Record excerpts
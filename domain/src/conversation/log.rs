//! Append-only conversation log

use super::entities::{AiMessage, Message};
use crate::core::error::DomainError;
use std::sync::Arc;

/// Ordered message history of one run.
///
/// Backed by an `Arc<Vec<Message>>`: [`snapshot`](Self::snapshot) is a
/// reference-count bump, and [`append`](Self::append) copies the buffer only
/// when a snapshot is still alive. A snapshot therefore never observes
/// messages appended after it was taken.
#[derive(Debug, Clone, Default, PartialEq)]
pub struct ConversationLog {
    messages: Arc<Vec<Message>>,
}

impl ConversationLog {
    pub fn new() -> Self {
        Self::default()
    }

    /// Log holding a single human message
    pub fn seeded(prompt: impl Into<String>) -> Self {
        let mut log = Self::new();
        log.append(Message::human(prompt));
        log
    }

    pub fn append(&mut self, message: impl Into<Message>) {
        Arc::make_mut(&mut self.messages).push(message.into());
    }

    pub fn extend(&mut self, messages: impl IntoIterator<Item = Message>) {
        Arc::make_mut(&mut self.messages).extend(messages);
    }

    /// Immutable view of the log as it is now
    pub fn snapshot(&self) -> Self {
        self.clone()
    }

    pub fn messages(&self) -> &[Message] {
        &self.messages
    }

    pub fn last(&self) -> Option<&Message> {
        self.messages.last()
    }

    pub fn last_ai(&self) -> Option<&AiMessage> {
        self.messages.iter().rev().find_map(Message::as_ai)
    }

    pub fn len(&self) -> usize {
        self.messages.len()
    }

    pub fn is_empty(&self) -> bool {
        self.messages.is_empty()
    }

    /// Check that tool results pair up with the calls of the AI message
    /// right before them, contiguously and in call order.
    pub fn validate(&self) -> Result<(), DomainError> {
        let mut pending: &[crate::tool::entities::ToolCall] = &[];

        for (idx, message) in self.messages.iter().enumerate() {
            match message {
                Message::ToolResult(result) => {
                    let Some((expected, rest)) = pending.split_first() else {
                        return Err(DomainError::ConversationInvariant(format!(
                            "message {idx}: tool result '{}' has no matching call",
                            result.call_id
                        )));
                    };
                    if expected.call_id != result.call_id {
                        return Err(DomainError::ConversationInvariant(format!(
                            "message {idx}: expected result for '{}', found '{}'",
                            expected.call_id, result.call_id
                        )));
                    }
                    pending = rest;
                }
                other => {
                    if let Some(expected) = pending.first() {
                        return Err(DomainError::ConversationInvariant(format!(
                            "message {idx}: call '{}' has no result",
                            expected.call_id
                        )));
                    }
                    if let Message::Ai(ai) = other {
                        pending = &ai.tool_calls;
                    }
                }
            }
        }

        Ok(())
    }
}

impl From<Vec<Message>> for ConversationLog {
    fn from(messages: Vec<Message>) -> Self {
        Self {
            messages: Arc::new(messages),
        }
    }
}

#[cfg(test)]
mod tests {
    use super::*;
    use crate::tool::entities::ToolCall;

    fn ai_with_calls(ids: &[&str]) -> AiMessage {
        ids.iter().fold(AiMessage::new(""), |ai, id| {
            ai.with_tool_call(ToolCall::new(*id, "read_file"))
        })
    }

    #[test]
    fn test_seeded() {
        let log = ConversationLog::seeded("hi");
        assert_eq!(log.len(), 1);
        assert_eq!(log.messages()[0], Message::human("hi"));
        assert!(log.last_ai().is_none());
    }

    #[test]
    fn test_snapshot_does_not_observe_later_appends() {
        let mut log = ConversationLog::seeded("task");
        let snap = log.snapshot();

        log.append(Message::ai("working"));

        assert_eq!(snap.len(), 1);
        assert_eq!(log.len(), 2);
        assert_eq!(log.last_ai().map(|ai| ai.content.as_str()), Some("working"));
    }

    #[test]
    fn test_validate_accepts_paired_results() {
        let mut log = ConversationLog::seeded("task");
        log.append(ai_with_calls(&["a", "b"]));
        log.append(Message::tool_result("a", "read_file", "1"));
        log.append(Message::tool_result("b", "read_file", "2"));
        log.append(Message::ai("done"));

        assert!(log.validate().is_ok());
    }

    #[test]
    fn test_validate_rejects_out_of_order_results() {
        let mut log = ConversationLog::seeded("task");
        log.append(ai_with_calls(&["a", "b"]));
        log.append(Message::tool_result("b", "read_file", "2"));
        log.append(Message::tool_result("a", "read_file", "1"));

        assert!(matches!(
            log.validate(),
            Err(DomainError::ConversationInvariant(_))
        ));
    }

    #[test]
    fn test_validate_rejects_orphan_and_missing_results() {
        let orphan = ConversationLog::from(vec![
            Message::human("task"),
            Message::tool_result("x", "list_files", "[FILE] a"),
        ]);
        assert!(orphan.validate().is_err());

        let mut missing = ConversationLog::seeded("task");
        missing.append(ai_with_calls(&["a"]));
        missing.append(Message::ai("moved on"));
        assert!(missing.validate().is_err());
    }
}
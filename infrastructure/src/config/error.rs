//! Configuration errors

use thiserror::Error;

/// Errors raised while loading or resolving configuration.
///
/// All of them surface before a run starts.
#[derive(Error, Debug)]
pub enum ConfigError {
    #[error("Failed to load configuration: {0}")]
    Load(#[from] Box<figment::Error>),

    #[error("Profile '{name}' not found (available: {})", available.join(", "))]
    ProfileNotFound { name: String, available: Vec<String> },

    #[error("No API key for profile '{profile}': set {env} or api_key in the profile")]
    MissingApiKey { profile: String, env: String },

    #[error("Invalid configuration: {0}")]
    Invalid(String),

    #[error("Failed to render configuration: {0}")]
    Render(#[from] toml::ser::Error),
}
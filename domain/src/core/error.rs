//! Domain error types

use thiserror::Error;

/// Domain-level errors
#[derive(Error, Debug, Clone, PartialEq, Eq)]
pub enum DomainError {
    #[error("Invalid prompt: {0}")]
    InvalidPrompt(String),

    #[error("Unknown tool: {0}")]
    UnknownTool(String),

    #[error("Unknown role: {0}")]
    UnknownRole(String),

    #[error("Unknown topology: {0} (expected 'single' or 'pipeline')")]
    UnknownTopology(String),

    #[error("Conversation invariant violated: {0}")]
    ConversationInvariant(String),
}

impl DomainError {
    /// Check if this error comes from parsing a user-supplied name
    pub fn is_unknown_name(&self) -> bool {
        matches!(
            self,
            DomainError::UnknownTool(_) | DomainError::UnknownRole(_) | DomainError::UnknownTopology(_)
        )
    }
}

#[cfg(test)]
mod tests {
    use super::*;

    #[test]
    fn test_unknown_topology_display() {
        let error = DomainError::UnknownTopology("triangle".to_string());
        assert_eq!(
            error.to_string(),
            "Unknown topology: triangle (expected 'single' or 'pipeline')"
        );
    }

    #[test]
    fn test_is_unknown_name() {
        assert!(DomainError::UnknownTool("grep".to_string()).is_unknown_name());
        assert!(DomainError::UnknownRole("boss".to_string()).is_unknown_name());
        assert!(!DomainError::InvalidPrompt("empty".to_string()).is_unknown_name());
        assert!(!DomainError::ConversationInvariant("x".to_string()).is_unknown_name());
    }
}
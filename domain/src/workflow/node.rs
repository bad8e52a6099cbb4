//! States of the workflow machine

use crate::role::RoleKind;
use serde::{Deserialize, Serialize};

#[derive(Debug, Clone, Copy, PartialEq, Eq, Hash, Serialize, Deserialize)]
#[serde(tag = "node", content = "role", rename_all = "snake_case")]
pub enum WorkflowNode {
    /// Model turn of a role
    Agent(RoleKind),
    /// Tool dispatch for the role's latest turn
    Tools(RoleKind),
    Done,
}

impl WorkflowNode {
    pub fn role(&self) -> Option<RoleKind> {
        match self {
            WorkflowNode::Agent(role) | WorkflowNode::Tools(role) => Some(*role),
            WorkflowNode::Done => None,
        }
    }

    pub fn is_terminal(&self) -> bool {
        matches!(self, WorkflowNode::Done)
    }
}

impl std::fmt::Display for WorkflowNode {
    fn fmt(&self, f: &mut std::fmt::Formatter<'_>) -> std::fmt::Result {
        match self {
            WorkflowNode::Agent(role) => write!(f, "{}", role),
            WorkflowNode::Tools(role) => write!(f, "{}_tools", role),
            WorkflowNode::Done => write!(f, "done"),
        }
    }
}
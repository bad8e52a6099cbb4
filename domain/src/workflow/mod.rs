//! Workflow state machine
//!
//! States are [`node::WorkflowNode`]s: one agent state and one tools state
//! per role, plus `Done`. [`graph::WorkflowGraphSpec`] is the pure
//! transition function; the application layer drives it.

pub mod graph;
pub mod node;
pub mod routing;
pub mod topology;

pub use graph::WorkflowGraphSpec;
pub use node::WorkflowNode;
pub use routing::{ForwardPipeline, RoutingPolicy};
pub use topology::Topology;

Goal of the exercise
Write out again, exactly, the lines from the start of the entries up to and including the one with "single human message". Nothing else belongs in the reply.

Result below
filename domain/src/conversation/log.rs
//! Append-only conversation log

use super::entities::{AiMessage, Message};
use crate::core::error::DomainError;
use std::sync::Arc;

/// Ordered message history of one run.
///
/// Backed by an `Arc<Vec<Message>>`: [`snapshot`](Self::snapshot) is a
/// reference-count bump, and [`append`](Self::append) copies the buffer only
/// when a snapshot is still alive. A snapshot therefore never observes
/// messages appended after it was taken.
#[derive(Debug, Clone, Default, PartialEq)]
pub struct ConversationLog {
    messages: Arc<Vec<Message>>,
}

impl ConversationLog {
    pub fn new() -> Self {
        Self::default()
    }

    /// Log holding a single human message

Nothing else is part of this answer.